The nest is a round scrape in calcareous soil, dry mud or stony ground. It usually has a diameter of 5 cm and is 1 cm deep.

===Non-breeding Habitat===

During non-breeding season, the chestnut-banded plover is increasingly found in its coastal habitat. It now occurs up to 1 km away from the water.

==Diet==
The exact diet is unknown but believed to consist of insect larvae and small crustaceans.

==Habitual Threats==
Two key sites face ongoing threats by the human population.

===Walvis Bay===

Walvis Bay on Namibia's central coast, premier site for this species, faces pollution by Namibia's largest port and siltation by a salt works at the southern end of the lagoon.

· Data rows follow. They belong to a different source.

use crate::renderer::cache::{Retention, SingleFlightCache};
use crate::renderer::common::{content_hash, GraphicsApi, ShaderStage};
use crate::renderer::resources::pipeline_state::ShaderNameAndEntry;
use color_eyre::eyre::eyre;
use color_eyre::Result;
use std::path::{Path, PathBuf};
use std::sync::Arc;

/// Compiled shader bytecode loaded from disk
#[derive(Debug)]
pub struct Shader {
    pub name: String,
    pub path: PathBuf,
    pub bytes: Vec<u8>,
    pub hash: u64,
}

impl Shader {
    /// Bytecode as 32-bit words, as SPIR-V expects
    pub fn words(&self) -> Result<Vec<u32>> {
        if self.bytes.len() % 4 != 0 {
            return Err(eyre!(
                "shader {} is {} bytes, not a whole number of words",
                self.path.display(),
                self.bytes.len()
            ));
        }
        Ok(self
            .bytes
            .chunks_exact(4)
            .map(|chunk| u32::from_le_bytes([chunk[0], chunk[1], chunk[2], chunk[3]]))
            .collect())
    }
}

#[derive(Debug, Clone)]
pub struct ShaderStageBinding {
    pub shader: Arc<Shader>,
    pub entry: String,
}

/// Resolved shaders of one pipeline
#[derive(Debug, Clone, Default)]
pub struct PipelineShaders {
    pub vertex: Option<ShaderStageBinding>,
    pub hull: Option<ShaderStageBinding>,
    pub domain: Option<ShaderStageBinding>,
    pub geometry: Option<ShaderStageBinding>,
    pub pixel: Option<ShaderStageBinding>,
    pub amplification: Option<ShaderStageBinding>,
    pub mesh: Option<ShaderStageBinding>,
    pub compute: Option<ShaderStageBinding>,
}

impl PipelineShaders {
    pub fn stages(&self) -> impl Iterator<Item = (ShaderStage, &ShaderStageBinding)> {
        [
            (ShaderStage::COMPUTE, &self.compute),
            (ShaderStage::AMPLIFICATION, &self.amplification),
            (ShaderStage::MESH, &self.mesh),
            (ShaderStage::VERTEX, &self.vertex),
            (ShaderStage::HULL, &self.hull),
            (ShaderStage::DOMAIN, &self.domain),
            (ShaderStage::GEOMETRY, &self.geometry),
            (ShaderStage::PIXEL, &self.pixel),
        ]
        .into_iter()
        .filter_map(|(stage, binding)| binding.as_ref().map(|b| (stage, b)))
    }

    pub fn has_graphics_stages(&self) -> bool {
        self.stages().any(|(stage, _)| stage != ShaderStage::COMPUTE)
    }

    /// (stage, shader content hash, entry) per present stage
    pub fn identity(&self) -> Vec<(ShaderStage, u64, String)> {
        self.stages()
            .map(|(stage, b)| (stage, b.shader.hash, b.entry.clone()))
            .collect()
    }
}

/// Finds and caches compiled shaders by resolved path
pub struct ShaderManager {
    search_paths: Vec<PathBuf>,
    extensions: &'static [&'static str],
    shaders: SingleFlightCache<PathBuf, Shader>,
}

impl ShaderManager {
    pub fn new(search_paths: Vec<PathBuf>, api: GraphicsApi) -> Self {
        Self {
            search_paths,
            extensions: Self::extensions_for(api),
            shaders: SingleFlightCache::new("shader", Retention::Strong),
        }
    }

    pub fn extensions_for(api: GraphicsApi) -> &'static [&'static str] {
        match api {
            GraphicsApi::Direct3D12 => &["dxil", "dxbc"],
            GraphicsApi::Vulkan | GraphicsApi::Null => &["spirv"],
        }
    }

    /// Paths tried for `name`, in order
    pub fn candidate_paths(&self, name: &str) -> Vec<PathBuf> {
        let dirs: Vec<&Path> = if self.search_paths.is_empty() {
            vec![Path::new("")]
        } else {
            self.search_paths.iter().map(PathBuf::as_path).collect()
        };

        let mut candidates = Vec::new();
        for dir in dirs {
            candidates.push(dir.join(name));
            for extension in self.extensions {
                candidates.push(dir.join(format!("{name}.{extension}")));
            }
        }
        candidates
    }

    pub fn resolve(&self, name: &str) -> Result<PathBuf> {
        let candidates = self.candidate_paths(name);
        candidates
            .iter()
            .find(|path| path.is_file())
            .cloned()
            .ok_or_else(|| {
                let tried: Vec<String> = candidates.iter().map(|p| p.display().to_string()).collect();
                eyre!("shader {name} not found, tried {}", tried.join(", "))
            })
    }

    pub fn load(&self, name: &str) -> Result<Arc<Shader>> {
        let path = self.resolve(name).inspect_err(|e| log::error!("{e}"))?;
        self.shaders.get_or_create(&path, || {
            let bytes = std::fs::read(&path)
                .map_err(|e| eyre!("failed to read shader {}: {e}", path.display()))?;
            log::debug!("Loaded shader {} ({} bytes)", path.display(), bytes.len());
            Ok(Arc::new(Shader {
                name: name.to_string(),
                path: path.clone(),
                hash: content_hash(&bytes),
                bytes,
            }))
        })
    }

    pub fn load_stage(&self, stage: Option<&ShaderNameAndEntry>) -> Result<Option<ShaderStageBinding>> {
        let Some(stage) = stage else {
            return Ok(None);
        };
        let entry = if stage.entry.is_empty() { "main".to_string() } else { stage.entry.clone() };
        Ok(Some(ShaderStageBinding {
            shader: self.load(&stage.file)?,
            entry,
        }))
    }

    pub fn num_loaded(&self) -> usize {
        self.shaders.len()
    }
}

#[cfg(test)]
mod tests {
    use super::*;

    #[test]
    fn tries_literal_then_backend_extensions() {
        let dir = tempfile::tempdir().unwrap();
        std::fs::write(dir.path().join("basic_vs.dxbc"), [1u8, 2, 3, 4]).unwrap();

        let manager = ShaderManager::new(vec![dir.path().to_path_buf()], GraphicsApi::Direct3D12);
        let candidates = manager.candidate_paths("basic_vs");
        assert_eq!(candidates[0], dir.path().join("basic_vs"));
        assert_eq!(candidates[1], dir.path().join("basic_vs.dxil"));
        assert_eq!(candidates[2], dir.path().join("basic_vs.dxbc"));
        assert_eq!(manager.resolve("basic_vs").unwrap(), dir.path().join("basic_vs.dxbc"));

        // dxil beats dxbc once it exists
        std::fs::write(dir.path().join("basic_vs.dxil"), [5u8; 4]).unwrap();
        assert_eq!(manager.resolve("basic_vs").unwrap(), dir.path().join("basic_vs.dxil"));

        let vulkan = ShaderManager::new(vec![dir.path().to_path_buf()], GraphicsApi::Vulkan);
        assert!(vulkan.resolve("basic_vs").is_err());
    }

    #[test]
    fn search_paths_are_tried_in_order() {
        let first = tempfile::tempdir().unwrap();
        let second = tempfile::tempdir().unwrap();
        std::fs::write(second.path().join("mesh_ms.spirv"), [0u8; 8]).unwrap();

        let manager = ShaderManager::new(
            vec![first.path().to_path_buf(), second.path().to_path_buf()],
            GraphicsApi::Vulkan,
        );
        let shader = manager.load("mesh_ms").unwrap();
        assert_eq!(shader.path, second.path().join("mesh_ms.spirv"));
        assert_eq!(shader.words().unwrap().len(), 2);
    }

    #[test]
    fn loaded_shaders_are_shared() {
        let dir = tempfile::tempdir().unwrap();
        std::fs::write(dir.path().join("ps.spirv"), [7u8; 12]).unwrap();
        let manager = ShaderManager::new(vec![dir.path().to_path_buf()], GraphicsApi::Null);

        let a = manager.load("ps").unwrap();
        let b = manager.load("ps.spirv").unwrap();
        assert!(Arc::ptr_eq(&a, &b));
        assert_eq!(manager.num_loaded(), 1);
    }

    #[test]
    fn missing_shader_names_every_tried_path() {
        let manager = ShaderManager::new(vec![PathBuf::from("/nonexistent")], GraphicsApi::Vulkan);
        let message = manager.load("missing").unwrap_err().to_string();
        assert!(message.contains("missing.spirv"));
    }
}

Pollution by the port includes concentrations of fish oils and other detritus from ships.

===Lake Natron===

Despite its unwelcoming climate and inaccessibility, Lake Natron in Tanzania may suffer reduced water input in future, reducing the chestnut-banded plover's habitat greatly.
An irrigation project on the Ewaso-Ng'iro River and a soda-extraction plant along the lake's south-western shores threaten to use much of the water that would otherwise flow into the lake.

==Conservation==
The three most important habitat sites are designated Ramsar sites and Important Bird Areas. Sandwich Harbour is additionally a National Park while Lake Natron is a game controlled area.